My name is Simon Whitehead and I am a traditional rabbit catcher. A rare specimen in the modern technological filled worlds we live in. I implement the old working skills of the countryside that are destined to become a museum piece if we are not careful. I rely on the rabbit in all its guises to feed, cloth and house my family and as I have no safety net like a pest controller that has bugs, rats or other pests to control nor the close season of the recreational rabbiter, I must remain vigilant and adaptable in order to evolve. Charles Darwin (1809) said “It is not the strongest of the species that survive, nor the most intelligent, but the one most responsive to change” This gentleman knew a thing or two about evolution and this quote says it all.
Over the course of the farming and sporting calendar, I talk to a lot of people from all walks of life. The sad fact of life is that many of them do not know how to properly respect their harvest by preparing it, sharing it out or eating it themselves. This is the Achilles heel that needs addressing. Across the world in every continent we have so much wild game running about, much of it in environments that would be poorer if it were not for hunting, yet so little is taught about how to truly honour the animal that they are about to harvest. The knowledge or aspirations to learn how to prepare and cook their bounty is a lesson that needs to be taught. A life skill that can be cross pollinated to any meat off any beast large or small, fin, feathered or furred. This sobering thought made Scott and myself realise that what was needed on the bookshelf, in the library and in the kitchen, was a book just like, ‘Ahead of The Game’.

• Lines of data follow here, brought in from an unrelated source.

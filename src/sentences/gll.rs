#[cfg(feature = "serde")]
use serde::{Deserialize, Serialize};

use crate::{
    self as nmea_snapshot, FromFields,
    coordinate::Location,
    parsing::utc_time,
    sentences::Status,
};

/// GLL - Geographic Position - Latitude/Longitude
///
/// <https://gpsd.gitlab.io/gpsd/NMEA.html#_gll_geographic_position_latitudelongitude>
///
/// ```text
///         1       2 3        4 5         6
///         |       | |        | |         |
///  $--GLL,ddmm.mm,a,dddmm.mm,a,hhmmss.ss,a*hh<CR><LF>
/// ```
#[cfg_attr(feature = "serde", derive(Serialize, Deserialize))]
#[cfg_attr(feature = "serde", serde(rename_all = "camelCase"))]
#[derive(Debug, Default, Clone, PartialEq, Eq, FromFields)]
pub struct GLL {
    pub latitude: String,
    pub lat_dir: String,
    pub longitude: String,
    pub lon_dir: String,
    /// Fix time in UTC
    pub time: String,
    /// `A` valid, `V` invalid
    pub status: String,
}

impl GLL {
    pub fn fix_time(&self) -> Option<time::Time> {
        utc_time(&self.time)
    }

    pub fn status(&self) -> Option<Status> {
        Status::from_raw(&self.status)
    }

    pub fn location(&self) -> Option<Location> {
        Location::from_raw(&self.latitude, &self.lat_dir, &self.longitude, &self.lon_dir)
    }
}
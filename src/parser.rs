use std::str::FromStr;

use tracing::debug;

use crate::{
    ParserConfig, Result,
    accumulator::GroupAccumulator,
    coordinate::{Location, to_decimal_degrees},
    nmea0183::frame,
    sentences::{ParsedSentence, Satellite},
    snapshot::Snapshot,
    summary::Summary,
};

/// Decodes NMEA 0183 sentences one at a time and keeps the most recent one.
///
/// Each successful [`parse`](Self::parse) replaces the current sentence. The
/// only state carried from one call to the next is the
/// [`GroupAccumulator`] fed by GSV sentences. A failed call changes nothing.
///
/// `parse` takes `&mut self`; share a parser across threads behind a
/// `std::sync::Mutex`.
///
/// # Examples
///
/// ```rust
/// use nmea_snapshot::{ParsedSentence, Parser};
///
/// let mut parser = Parser::new();
/// let sentence = parser
///     .parse("$GPGGA,123519,4807.038,N,01131.000,E,1,08,0.9,545.4,M,46.9,M,,*47")
///     .unwrap();
///
/// match sentence {
///     ParsedSentence::GGA(gga) => assert_eq!(gga.altitude, "545.4"),
///     _ => unreachable!(),
/// }
/// assert_eq!(parser.sentence_type(), "GPGGA");
/// assert_eq!(parser.formatted_latitude(), "48.117300");
/// ```
#[derive(Debug, Default, Clone)]
pub struct Parser {
    config: ParserConfig,
    sentence: Option<ParsedSentence>,
    accumulator: GroupAccumulator,
}

impl Parser {
    /// Creates an empty parser with the default configuration.
    pub fn new() -> Self {
        Self::default()
    }

    /// Creates an empty parser with the given configuration.
    pub fn with_config(config: ParserConfig) -> Self {
        Self {
            config,
            ..Self::default()
        }
    }

    /// Creates a parser holding exactly one sentence.
    ///
    /// Blank input yields an empty parser instead of an error.
    ///
    /// ```rust
    /// use nmea_snapshot::{Parser, ParserConfig};
    ///
    /// let parser = Parser::from_sentence("", ParserConfig::default()).unwrap();
    /// assert_eq!(parser.sentence_type(), "");
    ///
    /// let parser = Parser::from_sentence("$GPXYZ,1,2,3", ParserConfig::without_checksum()).unwrap();
    /// assert_eq!(parser.sentence_type(), "GPXYZ");
    /// ```
    pub fn from_sentence(sentence: &str, config: ParserConfig) -> Result<Self> {
        let mut parser = Self::with_config(config);

        if !sentence.trim().is_empty() {
            parser.parse(sentence)?;
        }

        Ok(parser)
    }

    pub fn config(&self) -> &ParserConfig {
        &self.config
    }

    /// Parses one sentence and makes it the current one.
    ///
    /// # Errors
    ///
    /// [`FormatError`](crate::FormatError) when the text is not framed like an
    /// NMEA sentence, [`ChecksumError`](crate::ChecksumError) when the checksum
    /// does not hold under the configured [`ChecksumMode`](crate::ChecksumMode).
    pub fn parse(&mut self, sentence: &str) -> Result<&ParsedSentence> {
        let frame = frame(sentence, self.config.checksum).inspect_err(|err| {
            debug!(%err, "rejected sentence");
        })?;

        debug!(type_code = frame.type_code, fields = frame.fields.len(), "dispatching sentence");
        let parsed = ParsedSentence::dispatch(frame.type_code, &frame.fields);

        if let ParsedSentence::GSV(gsv) = &parsed {
            self.accumulator.accept(gsv);
        }

        Ok(&*self.sentence.insert(parsed))
    }

    /// The type code of the current sentence, `""` before the first one.
    pub fn sentence_type(&self) -> &str {
        self.sentence
            .as_ref()
            .map(ParsedSentence::sentence_type)
            .unwrap_or_default()
    }

    pub fn sentence(&self) -> Option<&ParsedSentence> {
        self.sentence.as_ref()
    }

    /// The GSA list of satellites used in the fix, `""` unless the current
    /// sentence is GSA.
    pub fn connected_satellites(&self) -> &str {
        match &self.sentence {
            Some(ParsedSentence::GSA(gsa)) => &gsa.satellites_used,
            _ => "",
        }
    }

    /// Satellites accumulated from the current GSV group.
    pub fn satellites(&self) -> &[Satellite] {
        self.accumulator.satellites()
    }

    /// Number of satellites accumulated from the current GSV group.
    pub fn satellite_count(&self) -> usize {
        self.accumulator.len()
    }

    pub fn accumulator(&self) -> &GroupAccumulator {
        &self.accumulator
    }

    /// Latitude of the current GGA, RMC or GLL sentence in decimal degrees.
    ///
    /// Unconvertible text is returned as received. Other sentence types give `""`.
    pub fn formatted_latitude(&self) -> String {
        match self.raw_position() {
            Some((latitude, lat_dir, _, _)) => to_decimal_degrees(latitude, lat_dir),
            None => String::new(),
        }
    }

    /// Longitude counterpart of [`formatted_latitude`](Self::formatted_latitude).
    pub fn formatted_longitude(&self) -> String {
        match self.raw_position() {
            Some((_, _, longitude, lon_dir)) => to_decimal_degrees(longitude, lon_dir),
            None => String::new(),
        }
    }

    pub fn location(&self) -> Option<Location> {
        match self.sentence.as_ref()? {
            ParsedSentence::GGA(gga) => gga.location(),
            ParsedSentence::RMC(rmc) => rmc.location(),
            ParsedSentence::GLL(gll) => gll.location(),
            _ => None,
        }
    }

    /// Fixed-shape view over every field of the current sentence.
    pub fn snapshot(&self) -> Snapshot<'_> {
        Snapshot::new(self.sentence.as_ref(), &self.accumulator)
    }

    /// Human-readable report of the current sentence.
    ///
    /// ```rust
    /// use nmea_snapshot::Parser;
    ///
    /// let parser: Parser = "$GPVTG,054.7,T,034.4,M,005.5,N,010.2,K*48".parse().unwrap();
    /// let report = parser.summary().to_string();
    /// assert!(report.starts_with("Sentence Type: GPVTG\n"));
    /// assert!(report.contains("Speed: 005.5 knots / 010.2 km/h"));
    /// ```
    pub fn summary(&self) -> Summary<'_> {
        Summary::new(self.sentence.as_ref(), &self.accumulator)
    }

    fn raw_position(&self) -> Option<(&str, &str, &str, &str)> {
        match self.sentence.as_ref()? {
            ParsedSentence::GGA(gga) => {
                Some((
                    gga.latitude.as_str(),
                    gga.lat_dir.as_str(),
                    gga.longitude.as_str(),
                    gga.lon_dir.as_str(),
                ))
            }
            ParsedSentence::RMC(rmc) => {
                Some((
                    rmc.latitude.as_str(),
                    rmc.lat_dir.as_str(),
                    rmc.longitude.as_str(),
                    rmc.lon_dir.as_str(),
                ))
            }
            ParsedSentence::GLL(gll) => {
                Some((
                    gll.latitude.as_str(),
                    gll.lat_dir.as_str(),
                    gll.longitude.as_str(),
                    gll.lon_dir.as_str(),
                ))
            }
            _ => None,
        }
    }
}

impl FromStr for Parser {
    type Err = crate::Error;

    fn from_str(sentence: &str) -> Result<Self> {
        Self::from_sentence(sentence, ParserConfig::default())
    }
}

#[cfg(test)]
mod tests {
    use super::*;
    use crate::{ChecksumMode, Error, FormatError};

    #[test]
    fn test_parser_is_send_and_sync() {
        fn assert_send_sync<T: Send + Sync>() {}
        assert_send_sync::<Parser>();
    }

    #[test]
    fn test_failed_parse_keeps_state() {
        let mut parser = Parser::new();
        parser
            .parse("$GPZDA,201530.00,04,07,2002,00,00*60")
            .unwrap();

        let cases = ["", "GPZDA,1,2", "$GPZ", "$GPZDA,201530.00,04,07,2002,00,00*61"];
        for input in cases {
            assert!(parser.parse(input).is_err(), "Failed: {input:?}");
            assert_eq!(parser.sentence_type(), "GPZDA", "Failed: {input:?}");
        }
    }

    #[test]
    fn test_from_sentence() {
        let parser = Parser::from_sentence("  \r\n", ParserConfig::default()).unwrap();
        assert!(parser.sentence().is_none());
        assert_eq!(parser.snapshot().sentence_type, "");

        assert_eq!(
            "GPGGA".parse::<Parser>().unwrap_err(),
            Error::Format(FormatError::MissingStartDelimiter("GPGGA".to_owned()))
        );

        let parser =
            Parser::from_sentence("$GPXYZ,1", ParserConfig::new(ChecksumMode::Required));
        assert!(parser.is_err());
    }

    #[test]
    fn test_position_accessors_follow_sentence_type() {
        let mut parser = Parser::with_config(ParserConfig::without_checksum());

        parser.parse("$GPGLL,4916.45,N,12311.12,W,225444,A").unwrap();
        assert_eq!(parser.formatted_latitude(), "49.274167");
        assert_eq!(parser.formatted_longitude(), "-123.185333");
        assert!(parser.location().is_some());

        parser.parse("$GPVTG,054.7,T,034.4,M,005.5,N,010.2,K").unwrap();
        assert_eq!(parser.formatted_latitude(), "");
        assert_eq!(parser.location(), None);
    }
}
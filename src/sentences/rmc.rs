#[cfg(feature = "serde")]
use serde::{Deserialize, Serialize};

use crate::{
    self as nmea_snapshot, FromFields,
    coordinate::Location,
    parsing::{ddmmyy, utc_time},
    sentences::Status,
};

/// RMC - Recommended Minimum Navigation Information
///
/// <https://gpsd.gitlab.io/gpsd/NMEA.html#_rmc_recommended_minimum_navigation_information>
///
/// ```text
///                                                            12
///         1         2 3       4 5        6  7   8   9    10 11|
///         |         | |       | |        |  |   |   |    |  | |
///  $--RMC,hhmmss.ss,A,ddmm.mm,a,dddmm.mm,a,x.x,x.x,xxxx,x.x,a,m*hh<CR><LF>
/// ```
#[cfg_attr(feature = "serde", derive(Serialize, Deserialize))]
#[cfg_attr(feature = "serde", serde(rename_all = "camelCase"))]
#[derive(Debug, Default, Clone, PartialEq, Eq, FromFields)]
pub struct RMC {
    /// Fix time in UTC
    pub time: String,
    /// `A` valid, `V` warning
    pub status: String,
    pub latitude: String,
    pub lat_dir: String,
    pub longitude: String,
    pub lon_dir: String,
    /// Speed over ground in knots
    pub speed_knots: String,
    /// Track made good, degrees true
    pub track_angle: String,
    /// Date, `ddmmyy`
    pub date: String,
    /// Magnetic variation in degrees
    pub magnetic_variation: String,
    /// `E` or `W`; easterly variation subtracts from the true course
    pub variation_dir: String,
}

impl RMC {
    pub fn fix_time(&self) -> Option<time::Time> {
        utc_time(&self.time)
    }

    pub fn fix_date(&self) -> Option<time::Date> {
        ddmmyy(&self.date)
    }

    pub fn status(&self) -> Option<Status> {
        Status::from_raw(&self.status)
    }

    pub fn location(&self) -> Option<Location> {
        Location::from_raw(&self.latitude, &self.lat_dir, &self.longitude, &self.lon_dir)
    }
}

#[cfg(test)]
mod tests {
    use super::*;
    use crate::Fields;

    #[test]
    fn test_rmc_parsing() {
        let rmc = RMC::from_fields(&Fields::split(
            "GPRMC,123519,A,4807.038,N,01131.000,E,022.4,084.4,230394,003.1,W",
        ));

        assert_eq!(rmc.status(), Some(Status::Valid));
        assert_eq!(rmc.speed_knots, "022.4");
        assert_eq!(rmc.track_angle, "084.4");
        assert_eq!(rmc.magnetic_variation, "003.1");
        assert_eq!(rmc.variation_dir, "W");

        let date = rmc.fix_date().unwrap();
        assert_eq!((date.year(), u8::from(date.month()), date.day()), (1994, 3, 23));

        let time = rmc.fix_time().unwrap();
        assert_eq!((time.hour(), time.minute(), time.second()), (12, 35, 19));
    }

    #[test]
    fn test_rmc_without_variation() {
        let rmc = RMC::from_fields(&Fields::split(
            "GPRMC,225446,V,4916.45,N,12311.12,W,000.5,054.7,191194",
        ));

        assert_eq!(rmc.status(), Some(Status::Invalid));
        assert_eq!(rmc.magnetic_variation, "");
        assert_eq!(rmc.variation_dir, "");
        assert_eq!(rmc.fix_date().map(|date| date.year()), Some(1994));
    }
}
#[cfg(feature = "serde")]
use serde::{Deserialize, Serialize};

use crate::{self as nmea_snapshot, FromFields};

/// VTG - Track made good and Ground speed
///
/// <https://gpsd.gitlab.io/gpsd/NMEA.html#_vtg_track_made_good_and_ground_speed>
///
/// ```text
///          1  2  3  4  5  6  7  8
///          |  |  |  |  |  |  |  |
///  $--VTG,x.x,T,x.x,M,x.x,N,x.x,K*hh<CR><LF>
/// ```
///
/// The unit letters at positions 2, 4, 6 and 8 are fixed and skipped.
#[cfg_attr(feature = "serde", derive(Serialize, Deserialize))]
#[cfg_attr(feature = "serde", serde(rename_all = "camelCase"))]
#[derive(Debug, Default, Clone, PartialEq, Eq, FromFields)]
pub struct VTG {
    /// Course over ground, degrees true
    pub track_true: String,
    #[nmea(index = 3)]
    /// Course over ground, degrees magnetic
    pub track_magnetic: String,
    #[nmea(index = 5)]
    /// Speed over ground in knots
    pub speed_knots: String,
    #[nmea(index = 7)]
    /// Speed over ground in kilometers per hour
    pub speed_kmh: String,
}
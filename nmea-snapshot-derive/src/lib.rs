//! # Positional field mapping for NMEA 0183 sentence records
//!
//! `nmea-snapshot-derive` provides `#[derive(FromFields)]`, which implements
//! `nmea_snapshot::FromFields` for a struct with named fields. Each struct field
//! is read from one position of the comma-separated sentence payload:
//!
//! - positions follow declaration order, starting at 1 (position 0 is the
//!   sentence type code);
//! - `#[nmea(index = N)]` moves the field to position `N`, later fields continue
//!   from `N + 1`;
//! - `#[nmea(default = V)]` is the value used when the field is empty or malformed
//!   (otherwise `Default::default()`);
//! - `#[nmea(parser(f))]` calls `f(&Fields, index)` instead of the field parser;
//! - `#[nmea(ignore)]` fills the field with `Default::default()` and consumes no
//!   position.
//!
//! ```ignore
//! #[derive(FromFields)]
//! pub struct VTG {
//!     pub track_true: String,
//!     #[nmea(index = 3)]
//!     pub track_magnetic: String,
//! }
//! ```

use generate::generate_from_fields_impl;
use proc_macro::TokenStream;
use syn::{DeriveInput, parse_macro_input};

mod generate;
mod meta;

#[proc_macro_derive(FromFields, attributes(nmea))]
pub fn derive_from_fields(input: TokenStream) -> TokenStream {
    let input = parse_macro_input!(input as DeriveInput);

    match generate_from_fields_impl(&input) {
        Ok(tokens) => tokens.into(),
        Err(err) => err.to_compile_error().into(),
    }
}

The cornerstone of my chosen quarry, livelihood and passion was of course the need to hunt to eat and survive. Today we live in more affluent times, many of us don’t need to hunt the land, they can hunt the shop shelf instead. That relationship with nature’s bounty has been lost and today, if we are to take the decision to take an animals life it should never be in vain, therefore, utilising the meat that the animal has invested its whole life in producing for food.
We can start making everybody understand just why wild game such as rabbit is good for the body and mind. Educate them into understanding where they can purchase it from. They may not agree with how it got there, that isn’t our gig, our job is to let them see the full and correct factual picture and let them decide for themselves. If they still cannot understand nor agree then we have done out best and yes, sometimes we must agree to disagree.
Our mission is simple. If a culinary delinquent like myself, who lives a busy, crazy lifestyle, can pick up this book, follow the instructions, look at the pictures and successfully prepare and cook a dish for my family, then it has been successful. If I can do it, anybody can; there can be no more excuses, no more taking rabbit and leaving it behind in the fields. To quote the French restauranteur, Fernand Point, “If the divine creator has taken pains to give us delicious and exquisite things to eat, the least we can do is prepare them well and serve them with ceremony.”
If I am to evolve even further, to continue teaching the world about rabbits, ferrets and how we hunt we of course need a good supply of rabbits. Sadly, that is something everyone tells me is completely out of our hands, or is it?